- Directed by: Adrian Panek
- Written by: Adrian Panek
- Based on: Colors of Evil: Black by Małgorzata Oliwia Sobczak
- Produced by: Leszek Bodzak Aneta Cebula-Hickinbotham
- Starring: Jakub Gierszał; Marianna Zydek; Andrzej Chyra;
- Cinematography: Karina Kleszczewska
- Edited by: Piotr Kmiecik
- Music by: Bartosz Chajdecki
- Production company: Aurum Film;
- Distributed by: Netflix
- Release date: 10 June 2026;
- Running time: 110 minutes
- Country: Poland
- Language: Polish

= Colors of Evil: Black =

Mystery film directed by Adrian Panek

Colors of Evil: Black (Kolory zła: Czerń) is a 2026 Polish mystery crime thriller film written and directed by Adrian Panek and based on the novel of the same name by Małgorzata Oliwia Sobczak. It is the sequel for 2024 film Colors of Evil: Red. The film stars Jakub Gierszał, Marianna Zydek and Andrzej Chyra. It follows prosecutor Leopold Bilski who starts searching for a missing child in a small town.

The film was released on 10 June 2026, by Netflix.

==Plot==

In the small Kashubian town of Trulocz, a young boy vanishes without a trace.

==Cast==
- Jakub Gierszał as Leopold Bilski
- Marianna Zydek as Julia Sarman
- Andrzej Chyra as Andrzej Pakosz
- Beata Scibakówna as Fabiola Burchardt
- Adam Bobik as Patryk Deczer
- Robert Gonera as Commander Adamczyk
- Piotr Zurawski as Arek Filipiak

==Filming location==
Although the plot is set in Kashubia, the location for filming was actually in the town of Gniew, located in the neighbouring but distinct ethnocultural region of Kociewie. The fictional town of Trulocz was created by the film's director Panek and based on the Kashubian town of Kartuzy, which featured in the original book by Sobczak. The fictional town's name is derived from the Kashubian language word, trulôcz, for a common crane.

==Reception==
Colors of Evil: Black received mixed reviews from critics.

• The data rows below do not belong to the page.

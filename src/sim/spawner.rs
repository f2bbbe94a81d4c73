//! Obstacle and power-up spawning
//!
//! Decisions are a function of (active playtime, score, lane occupancy, RNG
//! draws). Cooldowns are timestamps on the active playtime clock.

use glam::Vec2;
use log::debug;
use serde::{Deserialize, Serialize};

use super::entities::LaneOccupancy;
use super::rng::RandomSource;
use super::state::{EntityIds, Obstacle, ObstacleCategory, PowerUp, PowerUpKind};
use crate::consts::{POWERUP_SIZE, POWERUP_SPAWN_Y};
use crate::settings::Settings;

/// Pick an index from a weight table with a uniform draw in `[0, 1)`.
///
/// Walks the cumulative weights and returns the first bucket the scaled draw
/// falls into. Non-positive weights are never picked unless every weight is
/// non-positive, in which case index 0 is returned.
pub fn weighted_pick(weights: &[f32], draw: f32) -> usize {
    let total: f32 = weights.iter().filter(|w| **w > 0.0).sum();
    if total <= 0.0 {
        return 0;
    }
    let mut remaining = draw.clamp(0.0, 1.0) * total;
    let mut last_positive = 0;
    for (i, &w) in weights.iter().enumerate() {
        if w <= 0.0 {
            continue;
        }
        last_positive = i;
        if remaining < w {
            return i;
        }
        remaining -= w;
    }
    // Float rounding at the top of the range
    last_positive
}

/// Choose one of `count` items with a uniform draw
fn uniform_index(count: usize, draw: f32) -> usize {
    ((draw.clamp(0.0, 1.0) * count as f32) as usize).min(count.saturating_sub(1))
}

/// Inputs shared by both spawn decisions
#[derive(Debug, Clone, Copy)]
pub struct SpawnContext<'a> {
    /// Active playtime (ms)
    pub now_ms: f64,
    pub score: u64,
    /// Current road speed (px/s)
    pub speed: f32,
    pub occupied: &'a LaneOccupancy,
    pub settings: &'a Settings,
}

#[derive(Debug, Clone, Default, Serialize, Deserialize)]
pub struct Spawner {
    last_obstacle_ms: f64,
    last_powerup_ms: f64,
}

impl Spawner {
    pub fn new() -> Self {
        Self::default()
    }

    /// Minimum gap between obstacle spawns at this score
    pub fn obstacle_interval_ms(settings: &Settings, score: u64) -> f64 {
        let shrink = settings.interval_score_factor * score as f64;
        (settings.base_interval_ms - shrink).max(settings.floor_interval_ms)
    }

    /// Lanes free of any obstacle inside the reservation window
    pub fn open_obstacle_lanes(occupied: &LaneOccupancy, window: f32) -> Vec<usize> {
        (0..occupied.lane_count())
            .filter(|&lane| !occupied.obstacle_reserved(lane, window))
            .collect()
    }

    /// Returns a new obstacle if one is due and a lane is open. A refused
    /// spawn leaves the cooldown untouched so the next tick tries again.
    pub fn maybe_spawn_obstacle<R: RandomSource>(
        &mut self,
        ctx: &SpawnContext<'_>,
        ids: &mut EntityIds,
        rng: &mut R,
    ) -> Option<Obstacle> {
        let settings = ctx.settings;
        let interval = Self::obstacle_interval_ms(settings, ctx.score);
        if ctx.now_ms - self.last_obstacle_ms < interval {
            return None;
        }

        let open = Self::open_obstacle_lanes(ctx.occupied, settings.reservation_window_px);
        if open.is_empty() {
            debug!("obstacle spawn skipped: all lanes reserved");
            return None;
        }
        if settings.keep_open_lane && open.len() == 1 {
            debug!("obstacle spawn skipped: would close the last open lane");
            return None;
        }

        let weights: Vec<f32> = ObstacleCategory::ALL
            .iter()
            .map(|c| c.spawn_weight())
            .collect();
        let category = ObstacleCategory::ALL[weighted_pick(&weights, rng.next_float())];
        let lane = open[uniform_index(open.len(), rng.next_float())];

        let jitter = if category.is_vehicle() {
            rng.next_float() * settings.speed_jitter
        } else {
            0.0
        };
        let vel = ctx.speed * category.speed_bias() + jitter;

        let size = category.size();
        let obstacle = Obstacle {
            id: ids.next_id(),
            category,
            lane,
            pos: Vec2::new(settings.lane_center(lane) - size.x / 2.0, -size.y),
            size,
            vel,
            passed: false,
            spawned_at_ms: ctx.now_ms,
        };
        self.last_obstacle_ms = ctx.now_ms;
        debug!(
            "spawned {:?} #{} in lane {} at {:.0} px/s ({:.0} ms)",
            category, obstacle.id, lane, vel, ctx.now_ms
        );
        Some(obstacle)
    }

    /// Returns a new power-up once the score threshold is met, the cooldown
    /// has elapsed and the spawn roll succeeds.
    pub fn maybe_spawn_powerup<R: RandomSource>(
        &mut self,
        ctx: &SpawnContext<'_>,
        ids: &mut EntityIds,
        rng: &mut R,
    ) -> Option<PowerUp> {
        let settings = ctx.settings;
        if ctx.score < settings.powerup_score_threshold {
            return None;
        }
        if ctx.now_ms - self.last_powerup_ms < settings.powerup_cooldown_ms {
            return None;
        }
        if rng.next_float() >= settings.powerup_spawn_chance {
            return None;
        }

        let open: Vec<usize> = (0..ctx.occupied.lane_count())
            .filter(|&lane| {
                !ctx.occupied
                    .powerup_reserved(lane, settings.powerup_reservation_px)
            })
            .collect();
        if open.is_empty() {
            return None;
        }

        let weights: Vec<f32> = PowerUpKind::ALL.iter().map(|k| k.spawn_weight()).collect();
        let kind = PowerUpKind::ALL[weighted_pick(&weights, rng.next_float())];
        let lane = open[uniform_index(open.len(), rng.next_float())];

        let powerup = PowerUp {
            id: ids.next_id(),
            kind,
            lane,
            pos: Vec2::new(
                settings.lane_center(lane) - POWERUP_SIZE / 2.0,
                POWERUP_SPAWN_Y,
            ),
            size: Vec2::splat(POWERUP_SIZE),
            vel: ctx.speed,
            collected: false,
        };
        self.last_powerup_ms = ctx.now_ms;
        debug!("spawned {:?} power-up #{} in lane {}", kind, powerup.id, lane);
        Some(powerup)
    }
}

#[cfg(test)]
mod tests {
    use super::*;
    use crate::sim::rng::{SequenceRng, seeded};

    fn ctx<'a>(
        now_ms: f64,
        score: u64,
        occupied: &'a LaneOccupancy,
        settings: &'a Settings,
    ) -> SpawnContext<'a> {
        SpawnContext {
            now_ms,
            score,
            speed: settings.start_speed,
            occupied,
            settings,
        }
    }

    #[test]
    fn test_weighted_pick_buckets() {
        let weights = [40.0, 15.0, 20.0, 15.0, 8.0, 2.0];
        assert_eq!(weighted_pick(&weights, 0.0), 0);
        assert_eq!(weighted_pick(&weights, 0.39), 0);
        assert_eq!(weighted_pick(&weights, 0.41), 1);
        assert_eq!(weighted_pick(&weights, 0.56), 2);
        assert_eq!(weighted_pick(&weights, 0.97), 4);
        assert_eq!(weighted_pick(&weights, 0.99), 5);
        assert_eq!(weighted_pick(&weights, 0.999_999_9), 5);
    }

    #[test]
    fn test_weighted_pick_skips_zero_weights() {
        assert_eq!(weighted_pick(&[0.0, 1.0, 0.0], 0.0), 1);
        assert_eq!(weighted_pick(&[0.0, 1.0, 0.0], 0.99), 1);
        assert_eq!(weighted_pick(&[0.0, 0.0], 0.5), 0);
        assert_eq!(weighted_pick(&[], 0.5), 0);
    }

    #[test]
    fn test_weighted_pick_distribution() {
        let weights = [3.0, 1.0];
        let mut rng = seeded(11);
        let mut counts = [0u32; 2];
        for _ in 0..4000 {
            counts[weighted_pick(&weights, rng.next_float())] += 1;
        }
        let ratio = counts[0] as f32 / counts[1] as f32;
        assert!((2.5..3.6).contains(&ratio), "ratio {ratio}");
    }

    #[test]
    fn test_interval_shrinks_to_floor() {
        let settings = Settings::default();
        assert_eq!(Spawner::obstacle_interval_ms(&settings, 0), 1500.0);
        assert_eq!(Spawner::obstacle_interval_ms(&settings, 100), 1250.0);
        assert_eq!(Spawner::obstacle_interval_ms(&settings, 280), 800.0);
        assert_eq!(Spawner::obstacle_interval_ms(&settings, 10_000), 800.0);
    }

    #[test]
    fn test_obstacle_waits_for_interval() {
        let settings = Settings::default();
        let occupied = LaneOccupancy::empty(settings.lane_count);
        let mut spawner = Spawner::new();
        let mut ids = EntityIds::default();
        let mut rng = SequenceRng::new(vec![0.1, 0.5, 0.5]);

        assert!(spawner
            .maybe_spawn_obstacle(&ctx(1499.0, 0, &occupied, &settings), &mut ids, &mut rng)
            .is_none());
        assert_eq!(rng.draws(), 0);

        let obstacle = spawner
            .maybe_spawn_obstacle(&ctx(1500.0, 0, &occupied, &settings), &mut ids, &mut rng)
            .expect("spawn due");
        assert_eq!(obstacle.category, ObstacleCategory::Car);
        assert_eq!(obstacle.lane, 2);
        assert_eq!(obstacle.pos.y, -obstacle.size.y);
        assert_eq!(obstacle.spawned_at_ms, 1500.0);
        assert_eq!(obstacle.vel, settings.start_speed + 0.5 * settings.speed_jitter);

        // Cooldown restarts from the spawn
        assert!(spawner
            .maybe_spawn_obstacle(&ctx(2000.0, 0, &occupied, &settings), &mut ids, &mut rng)
            .is_none());
    }

    #[test]
    fn test_hazards_have_no_jitter() {
        let settings = Settings::default();
        let occupied = LaneOccupancy::empty(settings.lane_count);
        let mut spawner = Spawner::new();
        let mut ids = EntityIds::default();
        // 0.995 lands in the OilSpill bucket
        let mut rng = SequenceRng::new(vec![0.995, 0.0]);
        let obstacle = spawner
            .maybe_spawn_obstacle(&ctx(1500.0, 0, &occupied, &settings), &mut ids, &mut rng)
            .unwrap();
        assert_eq!(obstacle.category, ObstacleCategory::OilSpill);
        assert_eq!(obstacle.vel, settings.start_speed);
        assert_eq!(rng.draws(), 2);
    }

    #[test]
    fn test_reserved_lanes_are_skipped() {
        let settings = Settings::default();
        let mut occupied = LaneOccupancy::empty(settings.lane_count);
        occupied.obstacle_top[0] = -100.0;
        occupied.obstacle_top[2] = 100.0;
        // Far down the road: no longer reserved
        occupied.obstacle_top[3] = 400.0;

        let mut spawner = Spawner::new();
        let mut ids = EntityIds::default();
        for draw in [0.0, 0.3, 0.6, 0.99] {
            spawner.last_obstacle_ms = 0.0;
            let mut rng = SequenceRng::new(vec![0.1, draw, 0.0]);
            let obstacle = spawner
                .maybe_spawn_obstacle(&ctx(1500.0, 0, &occupied, &settings), &mut ids, &mut rng)
                .unwrap();
            assert!(obstacle.lane == 1 || obstacle.lane == 3);
        }
    }

    #[test]
    fn test_all_lanes_reserved_is_soft_skip() {
        let settings = Settings {
            keep_open_lane: false,
            ..Settings::default()
        };
        let mut occupied = LaneOccupancy::empty(settings.lane_count);
        occupied.obstacle_top.iter_mut().for_each(|t| *t = 0.0);
        let mut spawner = Spawner::new();
        let mut ids = EntityIds::default();
        let mut rng = seeded(1);
        assert!(spawner
            .maybe_spawn_obstacle(&ctx(5000.0, 0, &occupied, &settings), &mut ids, &mut rng)
            .is_none());

        // Lanes clear: the overdue spawn happens right away
        let occupied = LaneOccupancy::empty(settings.lane_count);
        assert!(spawner
            .maybe_spawn_obstacle(&ctx(5016.0, 0, &occupied, &settings), &mut ids, &mut rng)
            .is_some());
    }

    #[test]
    fn test_keep_open_lane_refuses_last_lane() {
        let settings = Settings::default();
        let mut occupied = LaneOccupancy::empty(settings.lane_count);
        occupied.obstacle_top[0] = 0.0;
        occupied.obstacle_top[1] = 0.0;
        occupied.obstacle_top[2] = 0.0;
        let mut spawner = Spawner::new();
        let mut ids = EntityIds::default();
        let mut rng = seeded(1);
        assert!(spawner
            .maybe_spawn_obstacle(&ctx(1500.0, 0, &occupied, &settings), &mut ids, &mut rng)
            .is_none());
    }

    #[test]
    fn test_powerup_needs_score_threshold() {
        let settings = Settings::default();
        let occupied = LaneOccupancy::empty(settings.lane_count);
        let mut spawner = Spawner::new();
        let mut ids = EntityIds::default();
        let mut rng = SequenceRng::new(vec![0.0]);
        assert!(spawner
            .maybe_spawn_powerup(&ctx(9000.0, 99, &occupied, &settings), &mut ids, &mut rng)
            .is_none());
        assert!(spawner
            .maybe_spawn_powerup(&ctx(9000.0, 100, &occupied, &settings), &mut ids, &mut rng)
            .is_some());
    }

    #[test]
    fn test_powerup_cooldown_and_roll() {
        let settings = Settings::default();
        let occupied = LaneOccupancy::empty(settings.lane_count);
        let mut spawner = Spawner::new();
        let mut ids = EntityIds::default();

        let mut rng = SequenceRng::new(vec![0.0]);
        assert!(spawner
            .maybe_spawn_powerup(&ctx(7999.0, 500, &occupied, &settings), &mut ids, &mut rng)
            .is_none());

        // Failed roll: no spawn, cooldown not restarted
        let mut rng = SequenceRng::new(vec![0.9]);
        assert!(spawner
            .maybe_spawn_powerup(&ctx(8000.0, 500, &occupied, &settings), &mut ids, &mut rng)
            .is_none());

        let mut rng = SequenceRng::new(vec![0.1, 0.0, 0.0]);
        let powerup = spawner
            .maybe_spawn_powerup(&ctx(8016.0, 500, &occupied, &settings), &mut ids, &mut rng)
            .unwrap();
        assert_eq!(powerup.kind, PowerUpKind::Shield);
        assert_eq!(powerup.lane, 0);
        assert_eq!(powerup.pos.y, POWERUP_SPAWN_Y);

        let mut rng = SequenceRng::new(vec![0.0]);
        assert!(spawner
            .maybe_spawn_powerup(&ctx(15_000.0, 500, &occupied, &settings), &mut ids, &mut rng)
            .is_none());
    }

    #[test]
    fn test_powerup_avoids_nearby_powerups() {
        let settings = Settings::default();
        let mut occupied = LaneOccupancy::empty(settings.lane_count);
        occupied.powerup_top[0] = -50.0;
        occupied.powerup_top[1] = 100.0;
        occupied.powerup_top[2] = 200.0;
        let mut spawner = Spawner::new();
        let mut ids = EntityIds::default();
        let mut rng = SequenceRng::new(vec![0.0, 0.5, 0.0]);
        let powerup = spawner
            .maybe_spawn_powerup(&ctx(8000.0, 500, &occupied, &settings), &mut ids, &mut rng)
            .unwrap();
        assert_eq!(powerup.lane, 3);
    }

    #[test]
    fn test_ids_unique_across_kinds() {
        let settings = Settings::default();
        let occupied = LaneOccupancy::empty(settings.lane_count);
        let mut spawner = Spawner::new();
        let mut ids = EntityIds::default();
        let mut rng = SequenceRng::new(vec![0.0]);
        let o = spawner
            .maybe_spawn_obstacle(&ctx(9000.0, 500, &occupied, &settings), &mut ids, &mut rng)
            .unwrap();
        let p = spawner
            .maybe_spawn_powerup(&ctx(9000.0, 500, &occupied, &settings), &mut ids, &mut rng)
            .unwrap();
        assert_ne!(o.id, p.id);
    }
}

Film critic Barbara Shulgasser-Parker from Common Sense Media gave it a negative review and 2/5 stars wrote in her review: "When Colors of Evil: Black is acting like a detective story, it moves from one plot point to the next with a certain solid rhythm. But the more convoluted the plot becomes, the more that rhythm is disrupted. This requires characters to take a moment to explain, at length, what's going on and what happened 20 years ago." Jonathon Wilson from Ready Steady Cut gave it 3.5/5 stars.